Korsakoff’s psychosis (Korsakoff’s amnestic syndrome) occurs in 80% of untreated patients with Wernicke’s encephalopathy. Why Korsakoff’s psychosis develops in only some patients with Wernicke’s encephalopathy is unclear. A severe or repeated attack of postalcoholic delirium tremens can trigger Korsakoff’s psychosis whether or not a typical attack of Wernicke’s encephalopathy has occurred first.
Other triggers include head injury, subarachnoid hemorrhage, thalamic hemorrhage, thalamic ischemic stroke, and, infrequently, tumors affecting the paramedian posterior thalamic region.
Immediate memory is severely affected; retrograde and anterograde amnesia occurs in varying degrees. Patients tend to draw on memory of remote events, which appears to be less affected than memory of recent events. Disorientation to time is common. Emotional changes are common; they include apathy, blandness, or mild euphoria with little or no response to events, even frightening ones. Spontaneity and initiative may be decreased.
Confabulation is often a striking early feature. Bewildered patients unconsciously fabricate imaginary or confused accounts of events they cannot recall; these fabrications may be so convincing that the underlying disorder is not detected.
Prognosis is fairly good for patients with head injury, subarachnoid hemorrhage, or both; the amnesia is transient. Prognosis is poor when the cause is thiamin deficiency or stroke; prolonged institutional care is required for about 25% of patients, and only about 20% recover completely. However, they may improve up to 12 to 24 mo after onset, and patients should not be prematurely institutionalized.

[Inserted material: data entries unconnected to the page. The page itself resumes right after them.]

impl<S, I> SuiteGenerator<S, I>
where
    S: StatsSource,
    I: TestInventory,
{
    /// Creates a generator over resolved options.
    pub fn new(options: ConfigOptions, source: S, inventory: I) -> Self {
        Self {
            options,
            source,
            inventory,
        }
    }

    /// Resolved options this generator runs with.
    pub fn options(&self) -> &ConfigOptions {
        &self.options
    }

    /// Computes suites from the history window ending at `end`.
    ///
    /// Falls back when there is no history or the service is unavailable.
    /// Any other statistics error is returned.
    pub async fn calculate_suites(&self, end: DateTime<Utc>) -> Result<GeneratedSuites> {
        let options = &self.options;
        let query = StatsQuery::for_window(
            &options.project,
            &options.task,
            &options.variant,
            end,
            options.analysis_duration_days,
        );
        debug!(
            "Querying {} for {} to {}",
            self.source.name(),
            query.after_date,
            query.before_date
        );

        match self.source.test_stats(&query).await {
            Ok(records) if records.is_empty() => {
                info!("No test history found, using fallback");
                self.calculate_fallback_suites(FallbackReason::NoHistory)
            }
            Ok(records) => self.calculate_suites_from_stats(&records),
            Err(e) if e.is_service_unavailable() => {
                warn!("Statistics service unavailable, using fallback: {}", e);
                self.calculate_fallback_suites(FallbackReason::ServiceUnavailable(e.to_string()))
            }
            Err(e) => Err(e).with_context(|| {
                format!("Failed to fetch test statistics from {}", self.source.name())
            }),
        }
    }

    /// Computes suites from already-fetched statistics records.
    pub fn calculate_suites_from_stats(
        &self,
        records: &[TestStatsRecord],
    ) -> Result<GeneratedSuites> {
        let stats = TestStats::from_records(records);
        let runtimes = self.filter_existing_tests(stats.tests_runtimes())?;

        if runtimes.is_empty() {
            info!("No tests with history are still in the suite, using fallback");
            return self.calculate_fallback_suites(FallbackReason::NoCurrentTests);
        }

        let suites = SuitePartitioner::new(self.options.target_runtime())
            .with_max_suites(self.options.max_sub_suites)
            .partition(&runtimes);
        info!(
            "Split {} tests into {} suites using history",
            runtimes.len(),
            suites.len()
        );

        Ok(GeneratedSuites {
            suites,
            test_list: runtimes.into_iter().map(|t| t.test_file).collect(),
            source: PartitionSource::History,
            empty_suites_dropped: 0,
        })
    }

    /// Drops tests that are no longer part of the suite.
    pub fn filter_existing_tests(&self, runtimes: Vec<TestRuntime>) -> Result<Vec<TestRuntime>> {
        let current: HashSet<String> = self.list_tests()?.into_iter().collect();

        Ok(runtimes
            .into_iter()
            .filter(|t| {
                let keep = current.contains(&testname::normalize_test_file(&t.test_file));
                if !keep {
                    debug!("Dropping stale test {}", t.test_file);
                }
                keep
            })
            .collect())
    }

    /// Splits the suite's current tests without runtime information.
    pub fn calculate_fallback_suites(&self, reason: FallbackReason) -> Result<GeneratedSuites> {
        let test_list = self.list_tests()?;
        let mut suites = fallback_partition(&test_list, self.options.fallback_num_sub_suites);
        let requested = suites.len();
        suites.retain(|s| !s.is_empty());
        let empty_suites_dropped = requested - suites.len();
        if empty_suites_dropped > 0 {
            debug!(
                "Skipping {} empty fallback suites out of {}",
                empty_suites_dropped, requested
            );
        }
        info!(
            "Split {} tests into {} suites ({})",
            test_list.len(),
            suites.len(),
            reason
        );

        Ok(GeneratedSuites {
            suites,
            test_list,
            source: PartitionSource::Fallback(reason),
            empty_suites_dropped,
        })
    }

    fn list_tests(&self) -> Result<Vec<String>> {
        self.inventory
            .list_tests(&self.options.suite)
            .with_context(|| format!("Failed to list tests for suite {}", self.options.suite))
    }

    /// Computes suites without writing anything.
    pub async fn plan(&self, end: DateTime<Utc>) -> Result<GenerationSummary> {
        let span = info_span!("generate", task = %self.options.task, variant = %self.options.variant);
        self.plan_inner(end).instrument(span).await
    }

    async fn plan_inner(&self, end: DateTime<Utc>) -> Result<GenerationSummary> {
        let generated = self.calculate_suites(end).await?;
        Ok(self.summarize(generated, None))
    }

    /// Computes suites and writes suite files and the task graph.
    pub async fn generate(&self, end: DateTime<Utc>) -> Result<GenerationSummary> {
        let span = info_span!("generate", task = %self.options.task, variant = %self.options.variant);
        self.generate_inner(end).instrument(span).await
    }

    async fn generate_inner(&self, end: DateTime<Utc>) -> Result<GenerationSummary> {
        let options = &self.options;
        let config_dir = &options.generated_config_dir;
        std::fs::create_dir_all(config_dir).with_context(|| {
            format!("Failed to create output directory: {}", config_dir.display())
        })?;

        let generated = self.calculate_suites(end).await?;

        let source_path = options.test_suite_dir.join(format!("{}.yml", options.suite));
        let definition = SuiteDefinition::load(&source_path)?;
        let suite_files = definition
            .write_all(
                config_dir,
                &options.suite,
                &generated.suites,
                &generated.test_list,
            )
            .context("Failed to write suite files")?;

        let build_tasks = self.fetch_build_tasks().await?;
        let config = TaskConfigGenerator::new(options, &build_tasks).generate(&generated.suites)?;
        let task_config = write_task_config(&config, config_dir, &options.task)
            .context("Failed to write task configuration")?;
        info!(
            "Generated {} tasks into {}",
            config.tasks.len(),
            task_config.display()
        );

        Ok(self.summarize(
            generated,
            Some(GeneratedFiles {
                suite_files,
                task_config,
            }),
        ))
    }

    async fn fetch_build_tasks(&self) -> Result<Vec<BuildTask>> {
        if !self.options.wants_task_dependencies() {
            return Ok(Vec::new());
        }

        let Some(build_id) = &self.options.build_id else {
            warn!("depends_on is set but no build_id was given, only depending on compile");
            return Ok(Vec::new());
        };

        self.source
            .tasks_by_build_id(build_id)
            .await
            .with_context(|| format!("Failed to fetch tasks for build {}", build_id))
    }

    fn summarize(
        &self,
        generated: GeneratedSuites,
        files: Option<GeneratedFiles>,
    ) -> GenerationSummary {
        let options = &self.options;
        let total = generated.suites.len();
        let names = sub_suite_names(&options.suite, total);

        let suites = generated
            .suites
            .iter()
            .zip(names)
            .enumerate()
            .map(|(idx, (suite, suite_name))| SuiteSummary {
                suite_name,
                task_name: testname::name_generated_task(
                    &options.task,
                    idx,
                    total,
                    Some(&options.variant),
                ),
                test_count: suite.test_count(),
                runtime: suite.runtime(),
                timeouts: if options.use_default_timeouts {
                    None
                } else {
                    TimeoutOverride::for_suite(suite, options.repeat_suites)
                },
                tests: suite.tests().to_vec(),
            })
            .collect();

        GenerationSummary {
            task: options.task.clone(),
            variant: options.variant.clone(),
            source: generated.source,
            suites,
            empty_suites_dropped: generated.empty_suites_dropped,
            misc_suite: misc_suite_name(&options.suite),
            files,
        }
    }
}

Marchiafava-Bignami disease is a rare demyelination of the corpus callosum that occurs in chronic alcoholics, predominantly men.
Pathology and circumstances link this disorder to osmotic demyelination syndrome (previously called central pontine myelinolysis), of which it may be a variant (see Electrolyte Disorders:Osmotic demyelination syndrome). In Marchiafava-Bignami disease, agitation and confusion occur with progressive dementia and frontal release signs. Some patients recover over several months; others experience seizures and coma, which may precede death.